Exercise instructions.
Transcribe the data exactly, stopping after the "(a position from" line.

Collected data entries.

--------------------------------------------------

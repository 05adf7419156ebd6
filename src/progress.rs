//! Per-alert progress topics with sequence numbers and bounded replay.
//!
//! Each alert has one topic. Publishing assigns the next sequence number
//! (starting at 1), appends to a bounded backlog and fans out to live
//! subscribers. A subscriber that asks for events the backlog no longer
//! holds, that names a sequence the topic never reached (a position from
//! before an abort reset the topic), or that falls behind the live buffer
//! gets [`OrchestratorError::BacklogOverflow`] and must resync from status.

use std::collections::VecDeque;
use std::sync::{Arc, Mutex, PoisonError};

use alertflow_common::{ProgressEvent, Stage, StageState};
use chrono::Utc;
use dashmap::DashMap;
use serde_json::Value;
use tokio::sync::broadcast;
use tokio::sync::broadcast::error::RecvError;

use crate::errors::OrchestratorError;

/// Minimum live fan-out buffer per topic.
const MIN_LIVE_BUFFER: usize = 64;

struct Topic {
    next_sequence: u64,
    backlog: VecDeque<ProgressEvent>,
    sender: broadcast::Sender<ProgressEvent>,
}

impl Topic {
    fn new(live_buffer: usize) -> Self {
        let (sender, _) = broadcast::channel(live_buffer);
        Self {
            next_sequence: 1,
            backlog: VecDeque::new(),
            sender,
        }
    }

    fn latest_sequence(&self) -> u64 {
        self.next_sequence - 1
    }

    /// Lowest sequence still replayable, if anything was ever published.
    fn oldest_retained(&self) -> u64 {
        self.backlog
            .front()
            .map(|e| e.sequence)
            .unwrap_or(self.next_sequence)
    }
}

pub struct ProgressChannel {
    capacity: usize,
    topics: DashMap<String, Arc<Mutex<Topic>>>,
}

impl ProgressChannel {
    pub fn new(capacity: usize) -> Self {
        Self {
            capacity,
            topics: DashMap::new(),
        }
    }

    pub fn capacity(&self) -> usize {
        self.capacity
    }

    fn topic(&self, alert_id: &str) -> Arc<Mutex<Topic>> {
        let live_buffer = self.capacity.max(MIN_LIVE_BUFFER);
        self.topics
            .entry(alert_id.to_string())
            .or_insert_with(|| Arc::new(Mutex::new(Topic::new(live_buffer))))
            .clone()
    }

    /// Assign the next sequence, retain and fan out.
    pub fn publish(
        &self,
        alert_id: &str,
        stage: Stage,
        state: StageState,
        payload: Option<Value>,
    ) -> ProgressEvent {
        let topic = self.topic(alert_id);
        let mut topic = topic.lock().unwrap_or_else(PoisonError::into_inner);

        let event = ProgressEvent {
            alert_id: alert_id.to_string(),
            stage,
            state,
            sequence: topic.next_sequence,
            payload,
            emitted_at: Utc::now(),
        };
        topic.next_sequence += 1;

        topic.backlog.push_back(event.clone());
        while topic.backlog.len() > self.capacity {
            topic.backlog.pop_front();
        }

        // No receivers is not an error: nobody is watching yet.
        let _ = topic.sender.send(event.clone());
        event
    }

    /// Subscribe to an alert's events.
    ///
    /// Without `from_sequence` only live events are delivered. With it,
    /// retained events after that sequence are replayed first.
    pub fn subscribe(
        &self,
        alert_id: &str,
        from_sequence: Option<u64>,
    ) -> Result<Subscription, OrchestratorError> {
        let topic = self.topic(alert_id);
        let topic = topic.lock().unwrap_or_else(PoisonError::into_inner);
        let receiver = topic.sender.subscribe();

        let (replay, last_seen) = match from_sequence {
            None => (VecDeque::new(), topic.latest_sequence()),
            Some(after) => {
                let wanted = after.saturating_add(1);
                let evicted = wanted < topic.oldest_retained() && after < topic.latest_sequence();
                if evicted || after > topic.latest_sequence() {
                    return Err(OrchestratorError::BacklogOverflow {
                        alert_id: alert_id.to_string(),
                        requested: after,
                    });
                }
                let replay = topic
                    .backlog
                    .iter()
                    .filter(|e| e.sequence > after)
                    .cloned()
                    .collect();
                (replay, after)
            }
        };

        Ok(Subscription {
            alert_id: alert_id.to_string(),
            replay,
            receiver,
            last_seen,
        })
    }

    pub fn latest_sequence(&self, alert_id: &str) -> u64 {
        self.topics
            .get(alert_id)
            .map(|t| t.lock().unwrap_or_else(PoisonError::into_inner).latest_sequence())
            .unwrap_or(0)
    }

    /// Retained events, oldest first.
    pub fn backlog(&self, alert_id: &str) -> Vec<ProgressEvent> {
        self.topics
            .get(alert_id)
            .map(|t| {
                t.lock()
                    .unwrap_or_else(PoisonError::into_inner)
                    .backlog
                    .iter()
                    .cloned()
                    .collect()
            })
            .unwrap_or_default()
    }

    /// Drop an alert's topic; live subscribers see the stream end.
    pub fn remove(&self, alert_id: &str) {
        self.topics.remove(alert_id);
    }
}

/// A de-duplicating event stream for one alert.
pub struct Subscription {
    alert_id: String,
    replay: VecDeque<ProgressEvent>,
    receiver: broadcast::Receiver<ProgressEvent>,
    last_seen: u64,
}

impl Subscription {
    pub fn alert_id(&self) -> &str {
        &self.alert_id
    }

    /// Highest sequence delivered so far.
    pub fn last_seen(&self) -> u64 {
        self.last_seen
    }

    /// Next event, `None` once the topic is gone, or an overflow error when
    /// this subscriber fell behind and must resync.
    pub async fn next(&mut self) -> Option<Result<ProgressEvent, OrchestratorError>> {
        if let Some(event) = self.replay.pop_front() {
            self.last_seen = self.last_seen.max(event.sequence);
            return Some(Ok(event));
        }

        loop {
            match self.receiver.recv().await {
                Ok(event) if event.sequence <= self.last_seen => continue,
                Ok(event) => {
                    self.last_seen = event.sequence;
                    return Some(Ok(event));
                }
                Err(RecvError::Lagged(_)) => {
                    return Some(Err(OrchestratorError::BacklogOverflow {
                        alert_id: self.alert_id.clone(),
                        requested: self.last_seen,
                    }));
                }
                Err(RecvError::Closed) => return None,
            }
        }
    }
}

#[cfg(test)]
mod tests {
    use super::*;
    use std::time::Duration;

    fn publish_n(channel: &ProgressChannel, alert: &str, n: usize) {
        for _ in 0..n {
            channel.publish(alert, Stage::Classification, StageState::Running, None);
        }
    }

    async fn next_event(sub: &mut Subscription) -> ProgressEvent {
        tokio::time::timeout(Duration::from_secs(1), sub.next())
            .await
            .expect("timed out waiting for event")
            .expect("stream ended")
            .expect("overflow")
    }

    #[test]
    fn test_sequences_start_at_one_per_alert() {
        let channel = ProgressChannel::new(50);
        let a1 = channel.publish("A1", Stage::Classification, StageState::Running, None);
        let a2 = channel.publish("A1", Stage::Classification, StageState::Succeeded, None);
        let b1 = channel.publish("B", Stage::DeepAnalysis, StageState::Running, None);
        assert_eq!(a1.sequence, 1);
        assert_eq!(a2.sequence, 2);
        assert_eq!(b1.sequence, 1);
        assert_eq!(channel.latest_sequence("A1"), 2);
        assert_eq!(channel.latest_sequence("missing"), 0);
    }

    #[test]
    fn test_backlog_is_bounded() {
        let channel = ProgressChannel::new(3);
        publish_n(&channel, "A1", 5);
        let seqs: Vec<u64> = channel.backlog("A1").iter().map(|e| e.sequence).collect();
        assert_eq!(seqs, vec![3, 4, 5]);
    }

    #[tokio::test]
    async fn test_replay_then_live() {
        let channel = ProgressChannel::new(50);
        publish_n(&channel, "A1", 3);

        let mut sub = channel.subscribe("A1", Some(1)).unwrap();
        assert_eq!(next_event(&mut sub).await.sequence, 2);
        assert_eq!(next_event(&mut sub).await.sequence, 3);

        channel.publish("A1", Stage::DeepAnalysis, StageState::Running, None);
        assert_eq!(next_event(&mut sub).await.sequence, 4);
    }

    #[tokio::test]
    async fn test_live_only_skips_history() {
        let channel = ProgressChannel::new(50);
        publish_n(&channel, "A1", 3);
        let mut sub = channel.subscribe("A1", None).unwrap();
        channel.publish("A1", Stage::DeepAnalysis, StageState::Running, None);
        assert_eq!(next_event(&mut sub).await.sequence, 4);
    }

    #[tokio::test]
    async fn test_replayed_events_are_not_delivered_twice() {
        let channel = ProgressChannel::new(50);
        publish_n(&channel, "A1", 2);
        let mut sub = channel.subscribe("A1", Some(0)).unwrap();
        channel.publish("A1", Stage::DeepAnalysis, StageState::Running, None);

        let seqs = vec![
            next_event(&mut sub).await.sequence,
            next_event(&mut sub).await.sequence,
            next_event(&mut sub).await.sequence,
        ];
        assert_eq!(seqs, vec![1, 2, 3]);
    }

    #[test]
    fn test_evicted_sequence_requires_resync() {
        let channel = ProgressChannel::new(3);
        publish_n(&channel, "A1", 10);

        let err = channel.subscribe("A1", Some(2)).err().unwrap();
        assert!(matches!(err, OrchestratorError::BacklogOverflow { requested: 2, .. }));

        // 7 is the last evicted sequence; everything after it is retained.
        assert!(channel.subscribe("A1", Some(7)).is_ok());
        assert!(channel.subscribe("A1", Some(10)).is_ok());
    }

    #[tokio::test]
    async fn test_sequence_ahead_of_topic_requires_resync() {
        let channel = ProgressChannel::new(50);
        publish_n(&channel, "A1", 1);

        let err = channel.subscribe("A1", Some(40)).err().unwrap();
        assert!(matches!(err, OrchestratorError::BacklogOverflow { requested: 40, .. }));

        // Same position after the topic was dropped and restarted.
        publish_n(&channel, "A1", 4);
        channel.remove("A1");
        publish_n(&channel, "A1", 1);
        assert!(channel.subscribe("A1", Some(5)).is_err());

        let mut sub = channel.subscribe("A1", Some(1)).unwrap();
        publish_n(&channel, "A1", 5);
        assert_eq!(next_event(&mut sub).await.sequence, 2);
    }

    #[tokio::test]
    async fn test_lagging_subscriber_is_told_to_resync() {
        let channel = ProgressChannel::new(1);
        let mut sub = channel.subscribe("A1", None).unwrap();
        publish_n(&channel, "A1", MIN_LIVE_BUFFER + 10);

        let result = sub.next().await.expect("stream ended");
        assert!(matches!(result, Err(OrchestratorError::BacklogOverflow { .. })));
    }

    #[tokio::test]
    async fn test_remove_ends_stream() {
        let channel = ProgressChannel::new(50);
        let mut sub = channel.subscribe("A1", None).unwrap();
        channel.remove("A1");
        let ended = tokio::time::timeout(Duration::from_secs(1), sub.next())
            .await
            .unwrap();
        assert!(ended.is_none());
    }
}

--------------------------------------------------

Solution to this task.
repository 05adf7419156ebd6
filename src/progress.rs
//! Per-alert progress topics with sequence numbers and bounded replay.
//!
//! Each alert has one topic. Publishing assigns the next sequence number
//! (starting at 1), appends to a bounded backlog and fans out to live
//! subscribers. A subscriber that asks for events the backlog no longer
//! holds, that names a sequence the topic never reached (a position from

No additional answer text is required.